──────── PROVIDED RECORDS

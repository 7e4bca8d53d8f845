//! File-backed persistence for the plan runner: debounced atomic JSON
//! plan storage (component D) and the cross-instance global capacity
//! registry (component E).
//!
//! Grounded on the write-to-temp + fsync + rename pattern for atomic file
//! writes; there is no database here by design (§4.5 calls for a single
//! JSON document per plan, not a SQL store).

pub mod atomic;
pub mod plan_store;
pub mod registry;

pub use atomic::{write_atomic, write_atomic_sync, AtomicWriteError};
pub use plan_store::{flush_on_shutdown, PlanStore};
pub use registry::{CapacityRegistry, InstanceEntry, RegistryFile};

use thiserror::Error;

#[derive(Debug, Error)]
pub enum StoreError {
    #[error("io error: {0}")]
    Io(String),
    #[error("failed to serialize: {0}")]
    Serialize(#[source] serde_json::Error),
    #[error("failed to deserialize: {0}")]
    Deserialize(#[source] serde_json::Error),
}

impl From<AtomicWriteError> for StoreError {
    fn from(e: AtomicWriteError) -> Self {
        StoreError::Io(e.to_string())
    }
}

────────────────

▶ **THE TASK**
Beginning at the opening line of the data, transcribe each line exactly until you reach the line with "for a single", which you also include, and go no further.

▶ **RESPONSE BELOW**
repository 7e4bca8d53d8f845
//! File-backed persistence for the plan runner: debounced atomic JSON
//! plan storage (component D) and the cross-instance global capacity
//! registry (component E).
//!
//! Grounded on the write-to-temp + fsync + rename pattern for atomic file
//! writes; there is no database here by design (§4.5 calls for a single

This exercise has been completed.